On a commencé avec Calamity Jane, et très vite, Laurence et Anne ont imaginé une collection mettant en lumière ces femmes courageuses et libres. À chaque fois, c’est une nouvelle aventure, je mets des mois à démarrer, tant que je n’ai pas trouvé l’angle d’attaque je n’avance pas, car au-delà de les raconter, je veux les célébrer, ça peut prendre un peu de temps. Mais Laurence et Anne ont confiance, ça me porte.
Pour le quatrième opus, nous voilà parties sur les océans, Anne a choisi d’écrire le périple de Jeanne Barret, première femme à avoir fait le tour du monde. Je me réjouis de ce choix, car Jeanne Barret était une simple fille de ferme, elle n’a pas eu accès au savoir comme Ada Lovelace ou Christine de Pizan, jeunes filles bien nées. Donc double badass !
Maria Jalibert : Faille spatio-temporelle : on te donne la chance de rencontrer une de ces femmes, laquelle choisis-tu ?
Claire Gaudriot : Calamity, bien sûr !! C’est mon côté charretier.
Elle est si mystérieuse, j’aurais mille questions à lui poser.
Maria Jalibert : Est-ce que c’est important pour toi de connaître l’auteur qui écrit les textes de tes albums ? Est-ce que cela modifie quelque chose dans ton travail ?
Claire Gaudriot : Je ne sais pas si ça modifie quelque chose, mais c’est important de les connaître ou du moins d’avoir leur mail ou leur 06. J’ai adoré échanger avec Thomas Scotto sur notre album Demain, dans une demi-heure, je voulais coller par mes images à ses intentions. Alors on discute, chacun défend ses positions ou se laisse séduire par les arguments de l’autre, et ça fait un album plus fort et beaucoup plus riche. J’appelle Anne à la rescousse aussi quand je suis perdue, une petite discussion, elle me donne son point de vue et la machine repart. Avec Leila Brient, c’est magique aussi. Pour Ma collec de mamies, on a beaucoup discuté, avant j’étais sur un truc plus nostalgique, et Leila a amené de l’humour, de la poésie, beaucoup de tendresse. Je suis friande de ces échanges, ça me booste et je suis heureuse quand tous se retrouvent dans mes illustrations.

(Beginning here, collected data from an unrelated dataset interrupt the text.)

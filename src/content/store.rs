//! Content table access: Postgres when a pool is configured, in-memory otherwise.
//!
//! Both backends keep at most one row per `section_key`; upserts overwrite the
//! text and keep the stored image unless a new one is given.

use chrono::Utc;
use sqlx::PgPool;
use std::{collections::BTreeMap, sync::Arc};
use tokio::sync::RwLock;

use crate::db::models::{SiteContent, UpsertSiteContent};
use crate::error::StoreError;

#[derive(Debug, Default)]
pub struct MemoryTable {
    next_id: i32,
    rows: BTreeMap<String, SiteContent>,
}

#[derive(Debug, Clone)]
pub enum ContentStore {
    Postgres(Arc<PgPool>),
    Memory(Arc<RwLock<MemoryTable>>),
}

impl ContentStore {
    pub fn in_memory() -> Self {
        ContentStore::Memory(Arc::new(RwLock::new(MemoryTable::default())))
    }

    pub async fn get_section(&self, section_key: &str) -> Result<Option<SiteContent>, StoreError> {
        match self {
            ContentStore::Postgres(pool) => Ok(sqlx::query_as::<_, SiteContent>(
                r#"
                SELECT id, section_key, content_ar, content_en, image_url, updated_at
                FROM site_content
                WHERE section_key = $1
                "#,
            )
            .bind(section_key)
            .fetch_optional(pool.as_ref())
            .await?),
            ContentStore::Memory(table) => Ok(table.read().await.rows.get(section_key).cloned()),
        }
    }

    pub async fn list_sections(&self) -> Result<Vec<SiteContent>, StoreError> {
        match self {
            ContentStore::Postgres(pool) => Ok(sqlx::query_as::<_, SiteContent>(
                r#"
                SELECT id, section_key, content_ar, content_en, image_url, updated_at
                FROM site_content
                ORDER BY section_key
                "#,
            )
            .fetch_all(pool.as_ref())
            .await?),
            ContentStore::Memory(table) => Ok(table.read().await.rows.values().cloned().collect()),
        }
    }

    /// Insert the section or overwrite the existing row for its key.
    /// `image_url: None` keeps the existing image.
    /// Concurrent writers to one key never produce two rows; the last write wins.
    pub async fn upsert_section(&self, input: UpsertSiteContent) -> Result<SiteContent, StoreError> {
        match self {
            ContentStore::Postgres(pool) => Ok(sqlx::query_as::<_, SiteContent>(
                r#"
                INSERT INTO site_content (section_key, content_ar, content_en, image_url, updated_at)
                VALUES ($1, $2, $3, $4, now())
                ON CONFLICT (section_key) DO UPDATE SET
                    content_ar = EXCLUDED.content_ar,
                    content_en = EXCLUDED.content_en,
                    image_url = COALESCE(EXCLUDED.image_url, site_content.image_url),
                    updated_at = now()
                RETURNING id, section_key, content_ar, content_en, image_url, updated_at
                "#,
            )
            .bind(&input.section_key)
            .bind(&input.content_ar)
            .bind(&input.content_en)
            .bind(&input.image_url)
            .fetch_one(pool.as_ref())
            .await?),
            ContentStore::Memory(table) => {
                let mut table = table.write().await;
                let existing = table
                    .rows
                    .get(&input.section_key)
                    .map(|r| (r.id, r.image_url.clone()));
                let (id, previous_image) = match existing {
                    Some(found) => found,
                    None => {
                        table.next_id += 1;
                        (table.next_id, None)
                    }
                };
                let row = SiteContent {
                    id,
                    section_key: input.section_key.clone(),
                    content_ar: input.content_ar,
                    content_en: input.content_en,
                    image_url: input.image_url.or(previous_image),
                    updated_at: Utc::now(),
                };
                table.rows.insert(input.section_key, row.clone());
                Ok(row)
            }
        }
    }

    pub async fn is_empty(&self) -> Result<bool, StoreError> {
        match self {
            ContentStore::Postgres(pool) => {
                let (count,): (i64,) = sqlx::query_as("SELECT COUNT(*) FROM site_content")
                    .fetch_one(pool.as_ref())
                    .await?;
                Ok(count == 0)
            }
            ContentStore::Memory(table) => Ok(table.read().await.rows.is_empty()),
        }
    }
}

#[cfg(test)]
mod tests {
    use super::*;

    fn upsert(key: &str, ar: &str, en: &str, image: Option<&str>) -> UpsertSiteContent {
        UpsertSiteContent {
            section_key: key.to_string(),
            content_ar: ar.to_string(),
            content_en: en.to_string(),
            image_url: image.map(str::to_string),
        }
    }

    #[tokio::test]
    async fn test_get_missing_section_is_none() {
        let store = ContentStore::in_memory();
        assert!(store.get_section("hero").await.unwrap().is_none());
        assert!(store.is_empty().await.unwrap());
    }

    #[tokio::test]
    async fn test_upsert_without_image_keeps_row_and_stored_image() {
        let store = ContentStore::in_memory();
        let first = store
            .upsert_section(upsert("hero", r#"{"tagline":"أ"}"#, r#"{"tagline":"a"}"#, Some("/a.png")))
            .await
            .unwrap();
        let second = store
            .upsert_section(upsert("hero", r#"{"tagline":"ب"}"#, r#"{"tagline":"b"}"#, None))
            .await
            .unwrap();

        assert_eq!(first.id, second.id);

        let rows = store.list_sections().await.unwrap();
        assert_eq!(rows.len(), 1);
        assert_eq!(rows[0].content_en, r#"{"tagline":"b"}"#);
        assert_eq!(rows[0].image_url.as_deref(), Some("/a.png"));
    }

    #[tokio::test]
    async fn test_new_image_replaces_old_one() {
        let store = ContentStore::in_memory();
        store
            .upsert_section(upsert("hero", "{}", "{}", Some("/hero.png")))
            .await
            .unwrap();
        let row = store
            .upsert_section(upsert("hero", "{}", "{}", Some("/hero-2.png")))
            .await
            .unwrap();
        assert_eq!(row.image_url.as_deref(), Some("/hero-2.png"));
    }

    #[tokio::test]
    async fn test_content_is_stored_verbatim() {
        let store = ContentStore::in_memory();
        store
            .upsert_section(upsert("about", "not json at all", "{", None))
            .await
            .unwrap();
        let row = store.get_section("about").await.unwrap().unwrap();
        assert_eq!(row.content_ar, "not json at all");
        assert_eq!(row.content_en, "{");
    }

    #[tokio::test]
    async fn test_distinct_keys_get_distinct_ids_and_sorted_listing() {
        let store = ContentStore::in_memory();
        store.upsert_section(upsert("hero", "{}", "{}", None)).await.unwrap();
        store.upsert_section(upsert("about", "{}", "{}", None)).await.unwrap();

        let rows = store.list_sections().await.unwrap();
        let keys: Vec<_> = rows.iter().map(|r| r.section_key.as_str()).collect();
        assert_eq!(keys, ["about", "hero"]);
        assert_ne!(rows[0].id, rows[1].id);
    }

    #[tokio::test]
    async fn test_concurrent_upserts_to_one_key_leave_one_row() {
        let store = ContentStore::in_memory();
        let mut handles = Vec::new();
        for i in 0..16 {
            let store = store.clone();
            handles.push(tokio::spawn(async move {
                store
                    .upsert_section(upsert("contact", &format!("{{\"n\":{i}}}"), "{}", None))
                    .await
                    .unwrap()
            }));
        }
        for handle in handles {
            handle.await.unwrap();
        }
        assert_eq!(store.list_sections().await.unwrap().len(), 1);
    }
}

Maria Jalibert : Écrire un jour tes textes : « pourquoi pas » ou « jamais de la vie » ?
Claire Gaudriot : Pfff… jamais de la vie… Ou pourquoi pas. J’en sais rien, mais pour les raisons citées ci-dessus je ne crois pas écrire un jour. Ou ça serait un album sans texte. J’aime que les auteur·trices me poussent dans mes retranchements, ça me déstabilise et me force à aller plus loin. Si j’écrivais, je resterais dans ma zone de confort.
Maria Jalibert : Tu brodes, tu fais de la céramique, tu peins des sneakers et crées d’immenses collages pour les gantières de Saint-Junien : quels liens tisses-tu entre ces expérimentations et ton travail d’illustratrice ? Est-ce que tu pourrais un jour broder un livre, par exemple ?
Claire Gaudriot : Toutes ces expériences se nourrissent les unes les autres, c’est du ping-pong. Chaque projet amène un nouveau projet, des nouveaux supports. C’est beaucoup de stress à chaque fois, mais je crois que c’est mon moteur, je ne sais pas dire non à la nouveauté, je rencontre plein de monde, des univers différents, je suis comme une enfant.
Et tout ça enrichit mon travail personnel, il y a des thématiques auxquelles je tiens, donc je continue de les travailler en broderie ou en céramique, parallèlement aux commandes. Un projet ne s’arrête jamais totalement, sans savoir où ça me mène, j’explore.
Est-ce que ce travail de broderie sur les objets va m’amener vers un projet de livre ? Je ne sais pas, mais je tourne autour depuis quelque temps. À suivre…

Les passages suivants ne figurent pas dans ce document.